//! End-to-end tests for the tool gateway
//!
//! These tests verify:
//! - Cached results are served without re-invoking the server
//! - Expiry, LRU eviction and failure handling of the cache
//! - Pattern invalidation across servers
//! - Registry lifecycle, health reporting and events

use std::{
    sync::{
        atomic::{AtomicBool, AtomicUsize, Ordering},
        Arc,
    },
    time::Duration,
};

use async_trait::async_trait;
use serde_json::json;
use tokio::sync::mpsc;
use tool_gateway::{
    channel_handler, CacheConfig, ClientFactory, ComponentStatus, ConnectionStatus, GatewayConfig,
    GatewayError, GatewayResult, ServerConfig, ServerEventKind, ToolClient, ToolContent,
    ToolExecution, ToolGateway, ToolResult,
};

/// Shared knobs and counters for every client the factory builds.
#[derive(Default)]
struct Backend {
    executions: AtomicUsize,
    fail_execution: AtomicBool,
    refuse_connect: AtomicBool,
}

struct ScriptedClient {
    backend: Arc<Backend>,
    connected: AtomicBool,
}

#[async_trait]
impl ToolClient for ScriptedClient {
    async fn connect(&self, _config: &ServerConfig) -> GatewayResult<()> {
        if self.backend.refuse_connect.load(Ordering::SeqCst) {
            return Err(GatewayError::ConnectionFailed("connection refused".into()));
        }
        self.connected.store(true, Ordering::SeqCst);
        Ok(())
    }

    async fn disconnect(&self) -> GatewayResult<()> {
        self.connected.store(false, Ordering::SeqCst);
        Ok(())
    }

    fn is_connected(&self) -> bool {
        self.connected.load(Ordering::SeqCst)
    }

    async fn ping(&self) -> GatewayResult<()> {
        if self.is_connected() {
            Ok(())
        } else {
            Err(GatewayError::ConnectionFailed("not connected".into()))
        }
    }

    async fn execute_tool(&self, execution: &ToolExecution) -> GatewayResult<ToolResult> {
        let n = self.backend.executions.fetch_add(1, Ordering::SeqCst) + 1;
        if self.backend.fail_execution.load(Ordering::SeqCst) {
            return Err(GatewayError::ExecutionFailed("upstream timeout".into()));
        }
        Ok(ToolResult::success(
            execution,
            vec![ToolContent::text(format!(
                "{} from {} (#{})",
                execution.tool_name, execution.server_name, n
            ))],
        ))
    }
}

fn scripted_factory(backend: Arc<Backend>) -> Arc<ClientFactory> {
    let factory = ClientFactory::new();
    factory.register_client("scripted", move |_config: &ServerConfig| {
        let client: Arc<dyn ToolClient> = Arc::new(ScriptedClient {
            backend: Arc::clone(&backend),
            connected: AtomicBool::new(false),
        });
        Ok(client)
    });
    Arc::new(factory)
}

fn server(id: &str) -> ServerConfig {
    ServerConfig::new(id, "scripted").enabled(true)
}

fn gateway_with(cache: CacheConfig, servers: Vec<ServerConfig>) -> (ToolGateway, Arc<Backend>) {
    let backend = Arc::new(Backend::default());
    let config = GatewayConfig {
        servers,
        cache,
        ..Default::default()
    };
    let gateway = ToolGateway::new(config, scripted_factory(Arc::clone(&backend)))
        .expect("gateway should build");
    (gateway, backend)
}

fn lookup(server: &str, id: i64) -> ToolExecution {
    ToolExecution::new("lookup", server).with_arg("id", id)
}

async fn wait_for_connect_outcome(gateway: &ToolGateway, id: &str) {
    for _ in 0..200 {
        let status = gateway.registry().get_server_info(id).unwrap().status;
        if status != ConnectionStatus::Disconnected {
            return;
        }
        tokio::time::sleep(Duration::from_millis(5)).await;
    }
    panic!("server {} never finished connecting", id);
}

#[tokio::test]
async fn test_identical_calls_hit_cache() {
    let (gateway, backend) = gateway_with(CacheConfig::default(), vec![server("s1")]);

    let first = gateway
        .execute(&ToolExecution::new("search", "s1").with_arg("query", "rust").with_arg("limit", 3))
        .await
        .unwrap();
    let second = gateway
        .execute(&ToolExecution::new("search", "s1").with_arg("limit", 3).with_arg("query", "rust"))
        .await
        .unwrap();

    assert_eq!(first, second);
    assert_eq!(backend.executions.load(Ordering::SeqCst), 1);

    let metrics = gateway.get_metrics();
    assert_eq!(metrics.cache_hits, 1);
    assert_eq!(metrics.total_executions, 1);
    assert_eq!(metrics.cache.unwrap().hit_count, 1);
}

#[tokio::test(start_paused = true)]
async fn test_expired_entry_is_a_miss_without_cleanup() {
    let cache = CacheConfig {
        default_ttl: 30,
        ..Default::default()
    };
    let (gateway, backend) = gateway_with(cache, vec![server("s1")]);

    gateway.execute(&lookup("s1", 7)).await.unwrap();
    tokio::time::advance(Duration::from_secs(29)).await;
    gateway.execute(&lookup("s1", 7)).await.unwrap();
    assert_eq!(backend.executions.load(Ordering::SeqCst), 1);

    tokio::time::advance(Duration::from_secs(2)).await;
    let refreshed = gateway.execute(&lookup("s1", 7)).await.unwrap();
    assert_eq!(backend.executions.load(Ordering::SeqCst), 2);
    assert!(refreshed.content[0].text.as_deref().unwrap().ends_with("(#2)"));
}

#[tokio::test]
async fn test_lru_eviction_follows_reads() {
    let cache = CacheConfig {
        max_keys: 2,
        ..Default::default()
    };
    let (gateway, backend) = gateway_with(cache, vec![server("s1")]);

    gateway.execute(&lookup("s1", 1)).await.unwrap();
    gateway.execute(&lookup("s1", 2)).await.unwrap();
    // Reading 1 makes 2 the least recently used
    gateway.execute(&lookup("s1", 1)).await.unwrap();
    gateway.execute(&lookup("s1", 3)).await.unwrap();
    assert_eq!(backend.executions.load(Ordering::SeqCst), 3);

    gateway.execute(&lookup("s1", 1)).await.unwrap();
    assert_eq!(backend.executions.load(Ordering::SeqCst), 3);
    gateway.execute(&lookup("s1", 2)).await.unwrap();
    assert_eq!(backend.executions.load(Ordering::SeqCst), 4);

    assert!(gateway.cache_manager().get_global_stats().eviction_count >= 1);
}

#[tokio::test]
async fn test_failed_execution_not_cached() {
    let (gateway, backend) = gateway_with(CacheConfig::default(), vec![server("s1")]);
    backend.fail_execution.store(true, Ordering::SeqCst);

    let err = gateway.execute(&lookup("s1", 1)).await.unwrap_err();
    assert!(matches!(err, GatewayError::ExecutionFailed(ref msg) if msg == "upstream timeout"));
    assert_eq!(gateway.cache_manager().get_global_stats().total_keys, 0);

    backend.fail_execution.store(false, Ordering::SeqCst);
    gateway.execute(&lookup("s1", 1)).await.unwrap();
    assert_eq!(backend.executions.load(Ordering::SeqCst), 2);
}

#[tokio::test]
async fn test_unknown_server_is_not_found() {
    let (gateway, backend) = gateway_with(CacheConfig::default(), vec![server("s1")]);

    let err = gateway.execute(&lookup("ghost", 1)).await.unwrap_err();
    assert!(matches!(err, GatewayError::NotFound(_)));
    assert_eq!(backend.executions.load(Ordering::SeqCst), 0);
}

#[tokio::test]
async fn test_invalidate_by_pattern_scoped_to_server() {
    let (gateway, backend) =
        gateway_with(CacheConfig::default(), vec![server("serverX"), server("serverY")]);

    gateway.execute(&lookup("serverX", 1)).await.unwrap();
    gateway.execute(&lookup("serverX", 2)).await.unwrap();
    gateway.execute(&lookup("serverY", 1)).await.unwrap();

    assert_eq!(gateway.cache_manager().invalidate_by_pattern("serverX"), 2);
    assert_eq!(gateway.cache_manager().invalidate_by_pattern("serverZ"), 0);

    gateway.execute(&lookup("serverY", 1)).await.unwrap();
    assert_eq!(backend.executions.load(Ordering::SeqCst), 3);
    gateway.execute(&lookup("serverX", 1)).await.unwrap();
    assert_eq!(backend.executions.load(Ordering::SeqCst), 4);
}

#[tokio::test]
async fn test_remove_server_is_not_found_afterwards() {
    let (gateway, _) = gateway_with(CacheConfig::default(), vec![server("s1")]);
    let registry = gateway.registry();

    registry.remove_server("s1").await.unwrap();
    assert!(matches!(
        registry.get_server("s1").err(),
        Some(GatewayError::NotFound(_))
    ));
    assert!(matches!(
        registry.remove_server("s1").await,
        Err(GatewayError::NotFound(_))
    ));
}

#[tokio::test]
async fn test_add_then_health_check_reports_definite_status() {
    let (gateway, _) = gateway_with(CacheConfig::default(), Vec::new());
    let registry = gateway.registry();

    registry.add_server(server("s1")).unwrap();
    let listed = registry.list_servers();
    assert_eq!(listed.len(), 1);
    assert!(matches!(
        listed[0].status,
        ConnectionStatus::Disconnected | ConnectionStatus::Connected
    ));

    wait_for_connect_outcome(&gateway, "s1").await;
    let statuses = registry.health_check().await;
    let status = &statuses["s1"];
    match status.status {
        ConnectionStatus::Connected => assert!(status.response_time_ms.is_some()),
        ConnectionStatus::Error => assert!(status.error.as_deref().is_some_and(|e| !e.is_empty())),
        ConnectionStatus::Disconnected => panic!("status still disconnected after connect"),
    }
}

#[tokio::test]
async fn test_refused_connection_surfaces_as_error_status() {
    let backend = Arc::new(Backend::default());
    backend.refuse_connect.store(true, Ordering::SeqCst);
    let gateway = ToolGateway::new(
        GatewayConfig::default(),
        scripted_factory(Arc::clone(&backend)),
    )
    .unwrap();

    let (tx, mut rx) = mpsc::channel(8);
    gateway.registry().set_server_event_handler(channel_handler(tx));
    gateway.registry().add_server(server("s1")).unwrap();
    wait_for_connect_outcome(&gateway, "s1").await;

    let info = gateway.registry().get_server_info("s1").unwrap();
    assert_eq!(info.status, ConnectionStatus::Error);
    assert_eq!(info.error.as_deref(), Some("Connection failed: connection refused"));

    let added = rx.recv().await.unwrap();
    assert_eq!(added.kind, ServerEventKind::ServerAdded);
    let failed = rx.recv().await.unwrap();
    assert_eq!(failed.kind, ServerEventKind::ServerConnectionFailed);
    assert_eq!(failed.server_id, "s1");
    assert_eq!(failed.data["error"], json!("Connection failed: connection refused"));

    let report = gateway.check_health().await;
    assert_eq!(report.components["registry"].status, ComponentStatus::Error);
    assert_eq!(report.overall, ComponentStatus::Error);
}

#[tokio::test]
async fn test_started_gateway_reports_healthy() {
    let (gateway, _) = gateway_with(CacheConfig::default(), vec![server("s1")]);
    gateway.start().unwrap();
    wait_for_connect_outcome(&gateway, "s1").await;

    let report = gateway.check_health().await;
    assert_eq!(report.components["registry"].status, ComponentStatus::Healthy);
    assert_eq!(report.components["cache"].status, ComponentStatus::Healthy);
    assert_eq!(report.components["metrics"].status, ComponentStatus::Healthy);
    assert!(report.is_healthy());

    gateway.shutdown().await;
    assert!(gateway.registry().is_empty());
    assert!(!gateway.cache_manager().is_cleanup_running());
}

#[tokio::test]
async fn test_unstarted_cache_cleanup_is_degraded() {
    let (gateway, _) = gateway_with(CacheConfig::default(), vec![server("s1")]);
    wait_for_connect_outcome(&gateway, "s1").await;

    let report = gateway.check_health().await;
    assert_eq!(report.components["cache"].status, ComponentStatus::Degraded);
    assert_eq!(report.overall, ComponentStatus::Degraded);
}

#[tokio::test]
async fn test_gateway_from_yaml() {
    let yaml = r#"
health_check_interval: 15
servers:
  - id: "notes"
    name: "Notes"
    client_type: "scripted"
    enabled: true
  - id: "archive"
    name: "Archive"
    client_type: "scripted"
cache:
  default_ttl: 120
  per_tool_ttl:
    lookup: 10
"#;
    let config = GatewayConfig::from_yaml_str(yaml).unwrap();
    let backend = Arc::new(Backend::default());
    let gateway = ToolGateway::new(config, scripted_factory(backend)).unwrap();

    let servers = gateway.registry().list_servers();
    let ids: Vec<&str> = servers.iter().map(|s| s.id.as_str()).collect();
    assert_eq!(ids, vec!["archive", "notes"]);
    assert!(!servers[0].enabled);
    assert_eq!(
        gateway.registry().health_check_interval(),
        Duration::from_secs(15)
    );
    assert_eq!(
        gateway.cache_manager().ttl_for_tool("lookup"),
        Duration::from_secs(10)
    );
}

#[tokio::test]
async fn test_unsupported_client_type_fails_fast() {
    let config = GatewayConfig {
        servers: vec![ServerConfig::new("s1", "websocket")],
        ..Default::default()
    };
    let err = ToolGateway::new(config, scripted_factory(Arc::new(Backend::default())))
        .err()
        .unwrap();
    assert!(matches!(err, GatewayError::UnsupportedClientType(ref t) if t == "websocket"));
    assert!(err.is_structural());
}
•••
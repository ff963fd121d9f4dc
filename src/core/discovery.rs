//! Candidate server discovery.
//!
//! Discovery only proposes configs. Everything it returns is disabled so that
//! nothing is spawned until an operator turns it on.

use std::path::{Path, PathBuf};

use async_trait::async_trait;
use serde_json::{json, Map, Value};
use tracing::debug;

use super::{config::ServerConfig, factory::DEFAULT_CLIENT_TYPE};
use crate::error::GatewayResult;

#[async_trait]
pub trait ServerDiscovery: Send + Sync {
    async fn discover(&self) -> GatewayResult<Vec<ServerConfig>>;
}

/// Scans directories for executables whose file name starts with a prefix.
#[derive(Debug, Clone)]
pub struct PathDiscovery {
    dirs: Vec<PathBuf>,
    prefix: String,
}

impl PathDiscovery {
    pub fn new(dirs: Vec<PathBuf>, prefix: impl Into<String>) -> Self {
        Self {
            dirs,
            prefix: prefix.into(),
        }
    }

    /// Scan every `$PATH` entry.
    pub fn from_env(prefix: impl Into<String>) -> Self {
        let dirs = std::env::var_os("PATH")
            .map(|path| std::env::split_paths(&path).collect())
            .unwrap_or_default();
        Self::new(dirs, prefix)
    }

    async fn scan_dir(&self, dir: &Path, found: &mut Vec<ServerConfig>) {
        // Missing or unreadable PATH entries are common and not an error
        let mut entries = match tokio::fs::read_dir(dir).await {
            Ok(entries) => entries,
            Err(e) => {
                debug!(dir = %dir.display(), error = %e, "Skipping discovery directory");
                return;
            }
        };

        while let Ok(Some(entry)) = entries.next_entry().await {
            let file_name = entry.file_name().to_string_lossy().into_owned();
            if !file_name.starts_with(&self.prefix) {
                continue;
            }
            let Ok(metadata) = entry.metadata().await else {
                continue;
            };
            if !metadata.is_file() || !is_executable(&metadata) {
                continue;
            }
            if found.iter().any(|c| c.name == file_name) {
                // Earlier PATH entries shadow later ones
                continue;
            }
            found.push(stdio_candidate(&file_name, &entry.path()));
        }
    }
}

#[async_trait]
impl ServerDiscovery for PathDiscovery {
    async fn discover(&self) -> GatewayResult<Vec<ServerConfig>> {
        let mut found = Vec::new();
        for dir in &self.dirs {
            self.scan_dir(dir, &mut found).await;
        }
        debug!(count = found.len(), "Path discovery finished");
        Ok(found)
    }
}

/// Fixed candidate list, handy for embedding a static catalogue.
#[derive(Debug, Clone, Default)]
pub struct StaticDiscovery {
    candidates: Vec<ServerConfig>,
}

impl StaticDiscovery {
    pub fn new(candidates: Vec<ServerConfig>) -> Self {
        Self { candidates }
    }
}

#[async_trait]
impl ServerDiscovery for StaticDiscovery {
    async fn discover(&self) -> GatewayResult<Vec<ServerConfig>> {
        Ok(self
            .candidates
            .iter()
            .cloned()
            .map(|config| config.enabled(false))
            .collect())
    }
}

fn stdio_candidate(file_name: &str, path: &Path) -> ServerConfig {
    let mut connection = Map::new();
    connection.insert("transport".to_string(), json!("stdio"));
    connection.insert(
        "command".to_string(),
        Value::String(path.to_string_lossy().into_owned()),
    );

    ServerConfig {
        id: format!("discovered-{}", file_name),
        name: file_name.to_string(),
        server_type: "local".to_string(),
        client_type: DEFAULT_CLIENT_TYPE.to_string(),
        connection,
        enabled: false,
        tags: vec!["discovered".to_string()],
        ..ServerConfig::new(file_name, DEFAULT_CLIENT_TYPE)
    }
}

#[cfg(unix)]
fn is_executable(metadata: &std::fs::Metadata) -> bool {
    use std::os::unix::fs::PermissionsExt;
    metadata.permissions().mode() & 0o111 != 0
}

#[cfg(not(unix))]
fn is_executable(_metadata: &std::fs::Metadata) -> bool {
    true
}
•••
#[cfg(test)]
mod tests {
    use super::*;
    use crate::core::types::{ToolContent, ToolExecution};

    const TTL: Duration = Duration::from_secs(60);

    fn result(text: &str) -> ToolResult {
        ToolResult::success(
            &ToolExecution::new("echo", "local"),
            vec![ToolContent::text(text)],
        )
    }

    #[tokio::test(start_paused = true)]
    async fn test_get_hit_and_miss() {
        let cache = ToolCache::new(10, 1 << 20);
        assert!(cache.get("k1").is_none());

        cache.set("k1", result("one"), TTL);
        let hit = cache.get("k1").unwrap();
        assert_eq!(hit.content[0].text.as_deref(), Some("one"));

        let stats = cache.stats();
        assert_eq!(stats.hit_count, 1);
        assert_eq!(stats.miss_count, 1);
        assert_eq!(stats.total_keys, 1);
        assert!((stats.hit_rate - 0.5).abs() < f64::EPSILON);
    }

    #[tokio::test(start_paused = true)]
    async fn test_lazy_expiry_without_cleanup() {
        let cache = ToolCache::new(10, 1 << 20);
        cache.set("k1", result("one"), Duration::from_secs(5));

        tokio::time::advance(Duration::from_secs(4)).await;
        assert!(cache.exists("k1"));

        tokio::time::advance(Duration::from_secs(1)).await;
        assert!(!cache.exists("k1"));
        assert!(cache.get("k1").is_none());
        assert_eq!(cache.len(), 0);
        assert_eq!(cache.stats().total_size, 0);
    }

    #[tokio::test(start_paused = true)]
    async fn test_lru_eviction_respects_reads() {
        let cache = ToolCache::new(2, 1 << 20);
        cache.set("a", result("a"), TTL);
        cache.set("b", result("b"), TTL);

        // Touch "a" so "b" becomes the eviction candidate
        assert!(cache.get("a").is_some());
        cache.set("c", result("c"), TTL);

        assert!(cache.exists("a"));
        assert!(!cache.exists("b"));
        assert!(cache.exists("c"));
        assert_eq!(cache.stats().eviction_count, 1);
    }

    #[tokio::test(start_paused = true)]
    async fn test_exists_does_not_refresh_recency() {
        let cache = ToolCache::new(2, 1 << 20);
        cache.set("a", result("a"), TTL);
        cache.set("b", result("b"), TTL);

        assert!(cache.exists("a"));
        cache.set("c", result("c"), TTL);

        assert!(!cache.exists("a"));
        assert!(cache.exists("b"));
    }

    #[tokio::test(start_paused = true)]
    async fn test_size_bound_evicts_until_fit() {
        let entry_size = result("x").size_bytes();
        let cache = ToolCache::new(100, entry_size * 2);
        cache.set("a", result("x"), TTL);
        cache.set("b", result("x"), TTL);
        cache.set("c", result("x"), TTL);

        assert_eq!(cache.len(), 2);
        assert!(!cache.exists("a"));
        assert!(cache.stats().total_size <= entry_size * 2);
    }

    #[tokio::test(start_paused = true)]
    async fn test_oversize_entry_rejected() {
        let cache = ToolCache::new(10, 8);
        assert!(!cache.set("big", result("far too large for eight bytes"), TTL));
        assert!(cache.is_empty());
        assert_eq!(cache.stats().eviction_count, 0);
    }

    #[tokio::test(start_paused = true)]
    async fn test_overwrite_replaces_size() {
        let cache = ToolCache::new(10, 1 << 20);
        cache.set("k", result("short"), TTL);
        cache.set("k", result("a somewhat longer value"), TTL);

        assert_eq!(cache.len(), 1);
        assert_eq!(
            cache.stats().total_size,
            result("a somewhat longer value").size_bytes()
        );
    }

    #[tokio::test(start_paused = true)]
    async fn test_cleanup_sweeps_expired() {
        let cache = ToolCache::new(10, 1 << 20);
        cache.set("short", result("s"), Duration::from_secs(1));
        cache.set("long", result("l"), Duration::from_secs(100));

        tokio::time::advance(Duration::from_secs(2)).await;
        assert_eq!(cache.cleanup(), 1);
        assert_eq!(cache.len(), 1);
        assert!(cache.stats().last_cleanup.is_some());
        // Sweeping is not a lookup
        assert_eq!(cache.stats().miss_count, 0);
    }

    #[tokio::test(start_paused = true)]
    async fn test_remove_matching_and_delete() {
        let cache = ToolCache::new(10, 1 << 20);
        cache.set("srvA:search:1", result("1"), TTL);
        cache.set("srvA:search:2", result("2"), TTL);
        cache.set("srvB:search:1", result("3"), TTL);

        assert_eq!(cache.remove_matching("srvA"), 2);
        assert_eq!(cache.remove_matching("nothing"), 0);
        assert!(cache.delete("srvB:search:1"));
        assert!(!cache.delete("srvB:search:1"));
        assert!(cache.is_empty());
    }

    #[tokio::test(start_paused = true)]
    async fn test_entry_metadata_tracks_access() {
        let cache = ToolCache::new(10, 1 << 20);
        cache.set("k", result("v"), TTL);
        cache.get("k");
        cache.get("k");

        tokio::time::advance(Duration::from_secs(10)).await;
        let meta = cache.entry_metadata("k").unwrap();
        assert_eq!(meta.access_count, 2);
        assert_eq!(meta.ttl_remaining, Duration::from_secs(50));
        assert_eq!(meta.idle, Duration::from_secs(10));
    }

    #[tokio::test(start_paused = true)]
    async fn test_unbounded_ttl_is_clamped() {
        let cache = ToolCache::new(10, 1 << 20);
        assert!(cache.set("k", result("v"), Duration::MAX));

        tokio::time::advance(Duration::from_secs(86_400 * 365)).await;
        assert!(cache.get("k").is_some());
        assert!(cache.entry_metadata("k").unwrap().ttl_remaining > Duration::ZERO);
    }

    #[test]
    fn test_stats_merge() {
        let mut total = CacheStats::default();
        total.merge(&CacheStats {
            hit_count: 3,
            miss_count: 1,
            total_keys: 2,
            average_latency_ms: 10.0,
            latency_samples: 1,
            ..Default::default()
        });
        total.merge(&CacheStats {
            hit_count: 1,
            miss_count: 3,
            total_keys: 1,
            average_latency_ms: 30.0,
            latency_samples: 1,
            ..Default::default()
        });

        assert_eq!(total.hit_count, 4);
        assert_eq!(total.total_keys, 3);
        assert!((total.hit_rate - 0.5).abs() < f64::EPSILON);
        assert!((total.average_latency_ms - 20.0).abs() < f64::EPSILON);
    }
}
•••
Locate the word "GatewayConfig" in the records above, and return each line that has it.

- **OUTPUT OF THE EXERCISE**
    channel_handler, CacheConfig, ClientFactory, ComponentStatus, ConnectionStatus, GatewayConfig,
    let config = GatewayConfig {
        GatewayConfig::default(),
    let config = GatewayConfig::from_yaml_str(yaml).unwrap();
    let config = GatewayConfig {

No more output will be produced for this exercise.